Sunday, January 15, 2012

Review: Dragonswarm by Aaron Pogue

This engaging sequel to Taming Fire mostly lives up to the promise of its predecessor.  I recommend it for anyone who read the first book, and recommend the series in general for anyone who's looking for a good heroic high fantasy.

The Dragonswarm, by Aaron Pogue, is a straight-forward high fantasy adventure that's tightly focused on the protagonist.  The first book was a really good coming-of-age of a hero sort of book, and this one continued by not only upping the ante in terms of magic and impact on the world, but also having him continue to grow emotionally.

The premise is that Daven, the main character, gets some dragon blood in him through an accident that happens in the first book.  This gives him crazy powers that other humans don't have.  He's also street-wise and an accomplished swordfighter with an intellectual bent.  No small-minded anti-heroes here!  Unfortunately, he's wanted by a tyrannical king (where wanted = wants to kill him), hated by powerful wizards, in love with a beautiful girl, but is mostly concentrating on the imminent dragonswarm apocalypse.  A guy has to have his priorities, after all.

This is not one of those gritty fantasies that have gotten so popular.   It reminds me more of some of the classics I read in the eighties, like Pug's part of the Riftwar Saga or, to a lesser extent, the Belgariad.  It feels mythic, with the protagonist being larger than life and so full of determination that he makes John Mcclane look like a quitter.  Plus, you have death by dragons!

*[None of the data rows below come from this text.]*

// handler/webhooks.rs
use std::sync::Arc;

use axum::{
    body::Bytes,
    extract::Path,
    http::HeaderMap,
    response::IntoResponse,
    routing::post,
    Extension, Json, Router,
};

use crate::{dtos::settlementdtos::ApiResponse, error::HttpError, AppState};

/// Provider callbacks. Not behind `auth`; each gateway verifies its own
/// signature against the raw body.
pub fn webhooks_handler() -> Router {
    Router::new().route("/:provider", post(provider_webhook))
}

pub async fn provider_webhook(
    Extension(app_state): Extension<Arc<AppState>>,
    Path(provider): Path<String>,
    headers: HeaderMap,
    body: Bytes,
) -> Result<impl IntoResponse, HttpError> {
    let payment = app_state
        .payment_service
        .handle_webhook(&provider, &headers, &body)
        .await?;

    let message = match &payment {
        Some(payment) => {
            tracing::info!(%provider, payment_id = %payment.id, status = payment.status.to_str(), "webhook applied");
            "Webhook processed"
        }
        None => "Webhook acknowledged",
    };
    Ok(Json(ApiResponse::success(message, payment)))
}
pub mod settlementdtos;
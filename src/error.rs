use std::fmt;

use axum::{
    http::StatusCode,
    response::{IntoResponse, Response},
    Json,
};
use serde::{Deserialize, Serialize};

#[derive(Debug, Serialize, Deserialize)]
pub struct ErrorResponse {
    pub status: String,
    pub message: String,
    #[serde(skip_serializing_if = "Option::is_none")]
    pub code: Option<String>,
}

impl fmt::Display for ErrorResponse {
    fn fmt(&self, f: &mut fmt::Formatter<'_>) -> fmt::Result {
        write!(f, "{}", serde_json::to_string(&self).unwrap_or_default())
    }
}

#[derive(Debug, PartialEq)]
pub enum ErrorMessage {
    ServerError,
    TokenNotProvided,
    InvalidToken,
    UserNotAuthenticated,
    PermissionDenied,
}

impl ToString for ErrorMessage {
    fn to_string(&self) -> String {
        self.to_str().to_owned()
    }
}

impl ErrorMessage {
    fn to_str(&self) -> &str {
        match self {
            ErrorMessage::ServerError => "Server Error. Please try again later",
            ErrorMessage::TokenNotProvided => "You are not logged in, please provide a token",
            ErrorMessage::InvalidToken => "Authentication token is invalid or expired",
            ErrorMessage::UserNotAuthenticated => "Authentication required. Please log in.",
            ErrorMessage::PermissionDenied => "You are not allowed to perform this action",
        }
    }
}

#[derive(Debug, Clone)]
pub struct HttpError {
    pub message: String,
    pub status: StatusCode,
    pub code: Option<String>,
}

impl HttpError {
    pub fn new(message: impl Into<String>, status: StatusCode) -> Self {
        HttpError {
            message: message.into(),
            status,
            code: None,
        }
    }

    pub fn with_code(message: impl Into<String>, status: StatusCode, code: &str) -> Self {
        HttpError {
            message: message.into(),
            status,
            code: Some(code.to_string()),
        }
    }

    pub fn bad_request(message: impl Into<String>) -> Self {
        HttpError::new(message, StatusCode::BAD_REQUEST)
    }

    pub fn unauthorized(message: impl Into<String>) -> Self {
        HttpError::new(message, StatusCode::UNAUTHORIZED)
    }

    pub fn forbidden(message: impl Into<String>) -> Self {
        HttpError::new(message, StatusCode::FORBIDDEN)
    }

    pub fn into_http_response(self) -> Response {
        let json_response = Json(ErrorResponse {
            status: "fail".to_string(),
            message: self.message.clone(),
            code: self.code.clone(),
        });

        (self.status, json_response).into_response()
    }
}

impl fmt::Display for HttpError {
    fn fmt(&self, f: &mut fmt::Formatter<'_>) -> fmt::Result {
        write!(f, "HttpError: message: {}, status: {}", self.message, self.status)
    }
}

impl std::error::Error for HttpError {}

impl IntoResponse for HttpError {
    fn into_response(self) -> Response {
        self.into_http_response()
    }
}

It's really focused on the hero though.  There's really only one plot arc, it's single POV, and all important events in the world revolve around the main character.  The action is fun, I think he did a great job developing the protagonist, and I really loved the secondary characters in this.  He ends up with some surprising second-in-commands, and the relationships between them were fascinating.  The scale of the magic and impact on the world is fairly epic, but style-wise it's more the labors of Hercules rather than the Illiad.   For the most, part I didn't mind this.  Having him be the focus of everything didn't break suspension of disbelief, and I don't require all books to be copies of Sanderson, Martin, and Jordan, et al.

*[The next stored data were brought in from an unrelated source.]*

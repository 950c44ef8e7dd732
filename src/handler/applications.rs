// handler/applications.rs
use std::sync::Arc;

use axum::{
    extract::Path,
    response::IntoResponse,
    routing::{get, post, put},
    Extension, Json, Router,
};
use uuid::Uuid;
use validator::Validate;

use crate::{
    dtos::settlementdtos::{ApiResponse, DisputeDto, InitiatePaymentDto, ReviewDto},
    error::HttpError,
    middleware::JWTAuthMiddleware,
    models::paymentmodel::Money,
    AppState,
};

pub fn applications_handler() -> Router {
    Router::new()
        .route("/shifts/:shift_id/applications", post(apply_to_shift).get(get_shift_applications))
        .route("/applications/:application_id", get(get_application))
        .route("/applications/:application_id/accept", put(accept_application))
        .route("/applications/:application_id/reject", put(reject_application))
        .route("/applications/:application_id/withdraw", put(withdraw_application))
        .route("/applications/:application_id/check-in", put(check_in))
        .route("/applications/:application_id/check-out", put(check_out))
        .route("/applications/:application_id/complete", put(confirm_completion))
        .route("/applications/:application_id/dispute", post(file_dispute))
        .route("/applications/:application_id/review", post(submit_review))
        .route("/applications/:application_id/payments", post(initiate_payment))
}

pub async fn apply_to_shift(
    Extension(app_state): Extension<Arc<AppState>>,
    Extension(auth): Extension<JWTAuthMiddleware>,
    Path(shift_id): Path<Uuid>,
) -> Result<impl IntoResponse, HttpError> {
    let application = app_state.shift_service.apply(shift_id, &auth.actor).await?;
    Ok(Json(ApiResponse::success("Application submitted", application)))
}

pub async fn get_shift_applications(
    Extension(app_state): Extension<Arc<AppState>>,
    Extension(auth): Extension<JWTAuthMiddleware>,
    Path(shift_id): Path<Uuid>,
) -> Result<impl IntoResponse, HttpError> {
    let applications = app_state.shift_service.list_for_shift(shift_id, &auth.actor).await?;
    Ok(Json(ApiResponse::success("Applications retrieved", applications)))
}

pub async fn get_application(
    Extension(app_state): Extension<Arc<AppState>>,
    Extension(auth): Extension<JWTAuthMiddleware>,
    Path(application_id): Path<Uuid>,
) -> Result<impl IntoResponse, HttpError> {
    let application = app_state.shift_service.get_application(application_id, &auth.actor).await?;
    Ok(Json(ApiResponse::success("Application retrieved", application)))
}

pub async fn accept_application(
    Extension(app_state): Extension<Arc<AppState>>,
    Extension(auth): Extension<JWTAuthMiddleware>,
    Path(application_id): Path<Uuid>,
) -> Result<impl IntoResponse, HttpError> {
    let application = app_state.shift_service.accept(application_id, &auth.actor).await?;
    Ok(Json(ApiResponse::success("Application accepted", application)))
}

pub async fn reject_application(
    Extension(app_state): Extension<Arc<AppState>>,
    Extension(auth): Extension<JWTAuthMiddleware>,
    Path(application_id): Path<Uuid>,
) -> Result<impl IntoResponse, HttpError> {
    let application = app_state.shift_service.reject(application_id, &auth.actor).await?;
    Ok(Json(ApiResponse::success("Application rejected", application)))
}

pub async fn withdraw_application(
    Extension(app_state): Extension<Arc<AppState>>,
    Extension(auth): Extension<JWTAuthMiddleware>,
    Path(application_id): Path<Uuid>,
) -> Result<impl IntoResponse, HttpError> {
    let application = app_state.shift_service.withdraw(application_id, &auth.actor).await?;
    Ok(Json(ApiResponse::success("Application withdrawn", application)))
}

pub async fn check_in(
    Extension(app_state): Extension<Arc<AppState>>,
    Extension(auth): Extension<JWTAuthMiddleware>,
    Path(application_id): Path<Uuid>,
) -> Result<impl IntoResponse, HttpError> {
    let application = app_state.shift_service.check_in(application_id, &auth.actor).await?;
    Ok(Json(ApiResponse::success("Checked in", application)))
}

pub async fn check_out(
    Extension(app_state): Extension<Arc<AppState>>,
    Extension(auth): Extension<JWTAuthMiddleware>,
    Path(application_id): Path<Uuid>,
) -> Result<impl IntoResponse, HttpError> {
    let application = app_state.shift_service.check_out(application_id, &auth.actor).await?;
    Ok(Json(ApiResponse::success("Checked out", application)))
}

pub async fn confirm_completion(
    Extension(app_state): Extension<Arc<AppState>>,
    Extension(auth): Extension<JWTAuthMiddleware>,
    Path(application_id): Path<Uuid>,
) -> Result<impl IntoResponse, HttpError> {
    let application = app_state
        .shift_service
        .confirm_completion(application_id, &auth.actor)
        .await?;
    Ok(Json(ApiResponse::success("Shift completed", application)))
}

pub async fn file_dispute(
    Extension(app_state): Extension<Arc<AppState>>,
    Extension(auth): Extension<JWTAuthMiddleware>,
    Path(application_id): Path<Uuid>,
    Json(body): Json<DisputeDto>,
) -> Result<impl IntoResponse, HttpError> {
    body.validate()
        .map_err(|e| HttpError::bad_request(e.to_string()))?;

    let application = app_state
        .shift_service
        .file_dispute(application_id, &auth.actor, &body.reason)
        .await?;
    Ok(Json(ApiResponse::success("Dispute filed", application)))
}

pub async fn submit_review(
    Extension(app_state): Extension<Arc<AppState>>,
    Extension(auth): Extension<JWTAuthMiddleware>,
    Path(application_id): Path<Uuid>,
    Json(body): Json<ReviewDto>,
) -> Result<impl IntoResponse, HttpError> {
    body.validate()
        .map_err(|e| HttpError::bad_request(e.to_string()))?;

    let application = app_state
        .shift_service
        .submit_review(application_id, &auth.actor, body.rating, body.text)
        .await?;
    Ok(Json(ApiResponse::success("Review submitted", application)))
}

pub async fn initiate_payment(
    Extension(app_state): Extension<Arc<AppState>>,
    Extension(auth): Extension<JWTAuthMiddleware>,
    Path(application_id): Path<Uuid>,
    Json(body): Json<InitiatePaymentDto>,
) -> Result<impl IntoResponse, HttpError> {
    body.validate()
        .map_err(|e| HttpError::bad_request(e.to_string()))?;

    let money = Money::parse(&body.amount, &body.currency)?;
    let payment = app_state
        .payment_service
        .initiate(application_id, &auth.actor, &money, body.method_id)
        .await?;
    Ok(Json(ApiResponse::success("Payment initiated", payment)))
}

I have only one nit, and that's that, after the first book, I expected there to be more of a romantic arc.  I really liked Isabelle, and I like what he did with the relationship between them in general, but it felt more implied than explicit to me, and I missed the opportunity to see them interact more.  She's omniresent as a motivation, and I can infer how the relationship between them develops from through the two books, but that development is mostly off-screen.  I think there was an opportunity to wrench up the emotional investment for me if that arc was more on-screen.  But, maybe it would have slowed down the pace of the book if he added it in though, I don't know.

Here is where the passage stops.